俺様には甘いイチゴを。




下校時刻のピークを過ぎた夕方、一花を送って家に帰った。


帰宅途中はいつもより会話は少なめだ。


何も言えない俺が情けない……。



家に帰れば、母親がキッチンに立ってた。


珍しい〜……。


「そんな物珍しい顔で見るんじゃなーい‼︎」

「いっつもあんまり作んないじゃん」

「たまには作りますよ〜‼︎今日の晩ご飯はハンバーグ‼︎」


明日雨でも降んじゃね?


なんてことは言えないまま、ふと気になったことを後ろ姿に聞いてみた。


「あのさ……なんで父さんと結婚したの?」

「なんでって…好きだから?それ以外に理由って必要かしら」

「必要…ねぇな。
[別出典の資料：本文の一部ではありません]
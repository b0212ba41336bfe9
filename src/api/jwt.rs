use std::sync::OnceLock;

use chrono::{Duration, Utc};
use jsonwebtoken::{DecodingKey, EncodingKey, Header, Validation, decode, encode};
use serde::{Deserialize, Serialize};
use tracing::warn;

use crate::config::AuthConfig;

const ACCESS_TOKEN_TYPE: &str = "access";

/// Global cached JwtService instance
static JWT_SERVICE: OnceLock<JwtService> = OnceLock::new();

/// Get the cached JwtService instance
///
/// Built from the `[auth]` section on first use.
pub fn get_jwt_service() -> &'static JwtService {
    JWT_SERVICE.get_or_init(|| JwtService::from_config(&crate::config::get_config().auth))
}

/// Access Token Claims
///
/// `sub` 是调用者的用户 ID，链接归属以此为准。
#[derive(Debug, Serialize, Deserialize)]
pub struct AccessClaims {
    pub sub: String,
    pub iat: i64,
    pub exp: i64,
    pub jti: String,
    pub token_type: String,
}

/// HS256 bearer token 的签发与校验
pub struct JwtService {
    encoding_key: EncodingKey,
    decoding_key: DecodingKey,
    access_token_minutes: u64,
}

impl JwtService {
    pub fn new(secret: &str, access_token_minutes: u64) -> Self {
        Self {
            encoding_key: EncodingKey::from_secret(secret.as_bytes()),
            decoding_key: DecodingKey::from_secret(secret.as_bytes()),
            access_token_minutes,
        }
    }

    /// Create JwtService from config
    ///
    /// 未配置密钥时生成随机密钥：进程内签发的 token 可用，重启后全部失效。
    pub fn from_config(auth: &AuthConfig) -> Self {
        let secret = if auth.jwt_secret.is_empty() {
            warn!("auth.jwt_secret not configured, generating a random secret for this process");
            crate::utils::generate_secure_token(32)
        } else {
            auth.jwt_secret.clone()
        };

        Self::new(&secret, auth.access_token_minutes)
    }

    /// 为指定用户签发 access token
    pub fn generate_access_token(
        &self,
        user_id: &str,
    ) -> Result<String, jsonwebtoken::errors::Error> {
        self.generate_access_token_for(user_id, self.access_token_minutes)
    }

    /// 指定有效期（分钟）签发
    ///
    /// 有效期超出时间范围时返回 `InvalidClaimFormat("exp")`。
    pub fn generate_access_token_for(
        &self,
        user_id: &str,
        minutes: u64,
    ) -> Result<String, jsonwebtoken::errors::Error> {
        let now = Utc::now();
        let exp = i64::try_from(minutes)
            .ok()
            .and_then(Duration::try_minutes)
            .and_then(|lifetime| now.checked_add_signed(lifetime))
            .ok_or_else(|| {
                jsonwebtoken::errors::Error::from(
                    jsonwebtoken::errors::ErrorKind::InvalidClaimFormat("exp".to_string()),
                )
            })?;

        let claims = AccessClaims {
            sub: user_id.to_string(),
            iat: now.timestamp(),
            exp: exp.timestamp(),
            jti: uuid::Uuid::new_v4().to_string(),
            token_type: ACCESS_TOKEN_TYPE.to_string(),
        };

        encode(&Header::default(), &claims, &self.encoding_key)
    }

    /// Validate Access Token
    pub fn validate_access_token(
        &self,
        token: &str,
    ) -> Result<AccessClaims, jsonwebtoken::errors::Error> {
        let token_data = decode::<AccessClaims>(token, &self.decoding_key, &Validation::default())?;

        if token_data.claims.token_type != ACCESS_TOKEN_TYPE || token_data.claims.sub.is_empty() {
            return Err(jsonwebtoken::errors::Error::from(
                jsonwebtoken::errors::ErrorKind::InvalidToken,
            ));
        }

        Ok(token_data.claims)
    }
}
てか、マジでそれだけ⁉︎」

「うーん……そうねぇ。強いて言うなら、若気の至り‼︎」


高校卒業してすぐ結婚したんだっけ。


若気の至りってアリかよ…。


「でも後悔してないよ。紫音産まれて楽しいし‼︎」

「そっか…」



俺にはまだ分かんない。


ただ、一花の側にいたいって気持ちは確かなもの。